(WORK ORDER)
The stretch wanted below opens at the line containing "fn delete_key(&self, handle: &KeyHandle)" and closes at the line containing "Option<&Value>, request: &CreateRequest)". Please return it exactly, with no other lines.

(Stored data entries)
—————

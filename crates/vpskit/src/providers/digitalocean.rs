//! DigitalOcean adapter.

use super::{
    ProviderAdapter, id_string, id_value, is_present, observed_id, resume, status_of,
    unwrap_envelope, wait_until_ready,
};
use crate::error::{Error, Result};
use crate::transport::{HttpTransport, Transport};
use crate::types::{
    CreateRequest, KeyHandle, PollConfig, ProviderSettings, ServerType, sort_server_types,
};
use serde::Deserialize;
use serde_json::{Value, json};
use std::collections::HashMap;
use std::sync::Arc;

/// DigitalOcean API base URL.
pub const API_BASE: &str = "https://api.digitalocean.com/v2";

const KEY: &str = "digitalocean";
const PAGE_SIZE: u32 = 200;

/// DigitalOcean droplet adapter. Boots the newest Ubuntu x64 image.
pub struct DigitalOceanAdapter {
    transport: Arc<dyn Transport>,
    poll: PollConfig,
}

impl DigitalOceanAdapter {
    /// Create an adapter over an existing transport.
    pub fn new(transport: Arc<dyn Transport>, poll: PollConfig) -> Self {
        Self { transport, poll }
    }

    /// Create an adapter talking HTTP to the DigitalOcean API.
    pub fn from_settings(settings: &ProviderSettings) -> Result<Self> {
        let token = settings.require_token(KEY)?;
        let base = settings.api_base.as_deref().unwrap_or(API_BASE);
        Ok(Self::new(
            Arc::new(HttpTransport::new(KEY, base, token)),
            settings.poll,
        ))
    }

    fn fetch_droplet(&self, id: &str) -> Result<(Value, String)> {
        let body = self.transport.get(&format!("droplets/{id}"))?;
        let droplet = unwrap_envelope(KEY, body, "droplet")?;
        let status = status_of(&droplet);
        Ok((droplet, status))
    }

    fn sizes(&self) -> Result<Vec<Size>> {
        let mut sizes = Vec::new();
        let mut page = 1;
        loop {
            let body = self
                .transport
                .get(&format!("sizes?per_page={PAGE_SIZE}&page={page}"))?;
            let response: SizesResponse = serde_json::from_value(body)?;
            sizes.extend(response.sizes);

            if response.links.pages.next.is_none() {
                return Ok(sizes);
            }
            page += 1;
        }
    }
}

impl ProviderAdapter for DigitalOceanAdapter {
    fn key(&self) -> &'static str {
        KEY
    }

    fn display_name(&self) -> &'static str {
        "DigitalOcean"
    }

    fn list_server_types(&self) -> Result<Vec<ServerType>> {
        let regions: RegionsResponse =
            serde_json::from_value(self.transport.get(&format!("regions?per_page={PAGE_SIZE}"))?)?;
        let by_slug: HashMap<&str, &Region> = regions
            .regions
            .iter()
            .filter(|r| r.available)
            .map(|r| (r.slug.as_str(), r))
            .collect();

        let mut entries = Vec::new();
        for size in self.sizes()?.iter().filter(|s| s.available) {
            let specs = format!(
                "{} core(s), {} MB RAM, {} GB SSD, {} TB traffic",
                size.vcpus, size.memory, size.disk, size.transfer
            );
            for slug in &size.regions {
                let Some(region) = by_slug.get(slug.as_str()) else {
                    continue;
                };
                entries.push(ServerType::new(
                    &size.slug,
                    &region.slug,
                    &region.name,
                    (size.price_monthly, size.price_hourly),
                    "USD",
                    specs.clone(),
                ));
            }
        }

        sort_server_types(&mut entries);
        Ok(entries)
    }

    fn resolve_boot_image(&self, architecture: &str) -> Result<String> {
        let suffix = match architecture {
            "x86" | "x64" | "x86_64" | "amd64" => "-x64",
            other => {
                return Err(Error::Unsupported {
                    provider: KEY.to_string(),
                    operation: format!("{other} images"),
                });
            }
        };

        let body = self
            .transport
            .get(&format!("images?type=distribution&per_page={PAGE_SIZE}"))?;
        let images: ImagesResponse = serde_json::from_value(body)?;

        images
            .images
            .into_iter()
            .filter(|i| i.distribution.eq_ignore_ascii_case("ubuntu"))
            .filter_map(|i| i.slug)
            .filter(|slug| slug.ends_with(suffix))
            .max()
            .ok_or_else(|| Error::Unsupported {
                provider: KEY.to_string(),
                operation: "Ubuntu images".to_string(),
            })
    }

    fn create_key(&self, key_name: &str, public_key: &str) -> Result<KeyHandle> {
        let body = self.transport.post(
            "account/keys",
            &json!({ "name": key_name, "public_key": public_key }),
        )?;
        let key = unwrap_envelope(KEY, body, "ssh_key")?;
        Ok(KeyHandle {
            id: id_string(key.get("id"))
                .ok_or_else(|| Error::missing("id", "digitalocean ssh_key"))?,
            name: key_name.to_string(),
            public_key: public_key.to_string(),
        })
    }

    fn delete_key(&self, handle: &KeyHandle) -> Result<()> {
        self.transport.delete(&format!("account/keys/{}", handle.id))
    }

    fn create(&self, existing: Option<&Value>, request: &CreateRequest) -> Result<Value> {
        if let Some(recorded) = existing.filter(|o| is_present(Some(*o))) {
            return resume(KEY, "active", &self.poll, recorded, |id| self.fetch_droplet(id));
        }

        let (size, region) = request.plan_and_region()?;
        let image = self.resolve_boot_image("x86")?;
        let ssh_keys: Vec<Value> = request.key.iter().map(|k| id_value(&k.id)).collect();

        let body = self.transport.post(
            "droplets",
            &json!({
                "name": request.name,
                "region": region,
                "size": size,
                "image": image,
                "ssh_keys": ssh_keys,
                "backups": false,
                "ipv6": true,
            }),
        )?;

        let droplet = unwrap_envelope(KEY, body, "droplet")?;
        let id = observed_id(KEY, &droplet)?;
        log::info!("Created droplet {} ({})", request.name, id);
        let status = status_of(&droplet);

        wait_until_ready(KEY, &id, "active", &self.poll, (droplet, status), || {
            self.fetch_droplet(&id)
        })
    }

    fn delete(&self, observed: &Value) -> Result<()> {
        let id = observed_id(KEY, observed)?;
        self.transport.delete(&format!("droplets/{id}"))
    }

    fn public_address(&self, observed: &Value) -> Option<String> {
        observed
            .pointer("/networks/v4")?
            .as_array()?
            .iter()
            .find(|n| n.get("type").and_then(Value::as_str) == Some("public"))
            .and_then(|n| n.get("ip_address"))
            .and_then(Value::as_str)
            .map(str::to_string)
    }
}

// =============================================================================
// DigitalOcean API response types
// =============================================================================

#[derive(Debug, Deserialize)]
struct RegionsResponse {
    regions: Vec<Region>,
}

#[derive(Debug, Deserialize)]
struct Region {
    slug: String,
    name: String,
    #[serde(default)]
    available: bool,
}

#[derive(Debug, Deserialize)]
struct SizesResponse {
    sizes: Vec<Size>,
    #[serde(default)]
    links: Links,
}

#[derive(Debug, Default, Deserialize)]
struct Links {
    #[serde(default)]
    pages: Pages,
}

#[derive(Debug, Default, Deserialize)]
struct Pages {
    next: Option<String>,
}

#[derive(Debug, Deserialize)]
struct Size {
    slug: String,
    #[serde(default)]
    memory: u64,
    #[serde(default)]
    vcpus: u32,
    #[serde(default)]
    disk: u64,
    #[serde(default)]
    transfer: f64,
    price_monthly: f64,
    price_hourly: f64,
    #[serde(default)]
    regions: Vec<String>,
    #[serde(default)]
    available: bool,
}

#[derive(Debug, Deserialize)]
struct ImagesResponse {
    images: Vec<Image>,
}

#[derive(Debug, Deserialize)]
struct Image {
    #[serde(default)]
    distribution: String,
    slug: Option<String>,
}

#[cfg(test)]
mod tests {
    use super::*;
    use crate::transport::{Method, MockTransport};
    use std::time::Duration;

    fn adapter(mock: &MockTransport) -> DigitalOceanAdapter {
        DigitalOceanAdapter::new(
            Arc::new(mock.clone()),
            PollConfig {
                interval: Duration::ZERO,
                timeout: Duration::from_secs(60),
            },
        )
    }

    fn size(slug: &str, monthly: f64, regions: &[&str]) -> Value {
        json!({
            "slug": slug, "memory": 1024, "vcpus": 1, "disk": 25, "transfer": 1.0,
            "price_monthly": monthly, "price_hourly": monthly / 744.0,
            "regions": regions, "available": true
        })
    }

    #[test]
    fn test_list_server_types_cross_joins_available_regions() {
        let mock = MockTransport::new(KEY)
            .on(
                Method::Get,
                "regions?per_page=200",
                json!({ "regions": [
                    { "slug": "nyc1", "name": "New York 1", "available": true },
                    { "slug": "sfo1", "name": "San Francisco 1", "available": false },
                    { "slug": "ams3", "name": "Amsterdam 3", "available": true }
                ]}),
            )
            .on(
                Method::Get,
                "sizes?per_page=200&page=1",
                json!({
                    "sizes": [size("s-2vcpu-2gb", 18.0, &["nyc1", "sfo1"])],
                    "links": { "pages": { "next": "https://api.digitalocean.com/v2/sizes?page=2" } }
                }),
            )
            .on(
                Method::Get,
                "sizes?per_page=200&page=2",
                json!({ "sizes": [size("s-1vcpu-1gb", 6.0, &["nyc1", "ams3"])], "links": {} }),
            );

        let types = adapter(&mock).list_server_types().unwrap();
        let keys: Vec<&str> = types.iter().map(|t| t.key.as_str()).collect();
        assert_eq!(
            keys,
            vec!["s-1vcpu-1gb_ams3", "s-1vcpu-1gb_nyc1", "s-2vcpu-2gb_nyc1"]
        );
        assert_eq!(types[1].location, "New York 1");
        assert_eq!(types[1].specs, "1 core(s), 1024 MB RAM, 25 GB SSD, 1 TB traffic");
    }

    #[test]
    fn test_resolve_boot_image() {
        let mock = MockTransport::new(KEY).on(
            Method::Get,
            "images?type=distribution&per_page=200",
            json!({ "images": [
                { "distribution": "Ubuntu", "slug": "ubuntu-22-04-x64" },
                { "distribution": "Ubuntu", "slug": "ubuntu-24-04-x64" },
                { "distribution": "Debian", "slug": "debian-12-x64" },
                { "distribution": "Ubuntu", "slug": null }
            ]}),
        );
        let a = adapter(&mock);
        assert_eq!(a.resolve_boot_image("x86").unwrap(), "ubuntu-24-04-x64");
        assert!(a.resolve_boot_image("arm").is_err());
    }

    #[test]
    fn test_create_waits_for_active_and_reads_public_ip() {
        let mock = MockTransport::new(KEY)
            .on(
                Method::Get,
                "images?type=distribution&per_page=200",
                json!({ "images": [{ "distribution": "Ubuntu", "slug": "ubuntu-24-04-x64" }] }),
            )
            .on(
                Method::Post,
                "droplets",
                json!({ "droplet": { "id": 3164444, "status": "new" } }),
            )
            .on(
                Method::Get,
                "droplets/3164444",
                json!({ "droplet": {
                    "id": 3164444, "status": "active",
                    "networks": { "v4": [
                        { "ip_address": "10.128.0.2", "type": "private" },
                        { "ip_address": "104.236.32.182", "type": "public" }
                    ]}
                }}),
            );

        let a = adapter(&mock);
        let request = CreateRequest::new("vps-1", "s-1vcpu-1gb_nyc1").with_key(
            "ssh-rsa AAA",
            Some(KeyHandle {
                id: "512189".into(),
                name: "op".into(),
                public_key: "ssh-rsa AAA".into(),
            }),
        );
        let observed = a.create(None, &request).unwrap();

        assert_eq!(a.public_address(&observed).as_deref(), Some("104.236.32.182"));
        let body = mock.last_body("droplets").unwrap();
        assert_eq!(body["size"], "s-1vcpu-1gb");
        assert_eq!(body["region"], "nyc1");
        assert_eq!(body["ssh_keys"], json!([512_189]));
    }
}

—————

(WRITTEN RESPONSE)
    fn delete_key(&self, handle: &KeyHandle) -> Result<()> {
        self.transport.delete(&format!("account/keys/{}", handle.id))
    }

    fn create(&self, existing: Option<&Value>, request: &CreateRequest) -> Result<Value> {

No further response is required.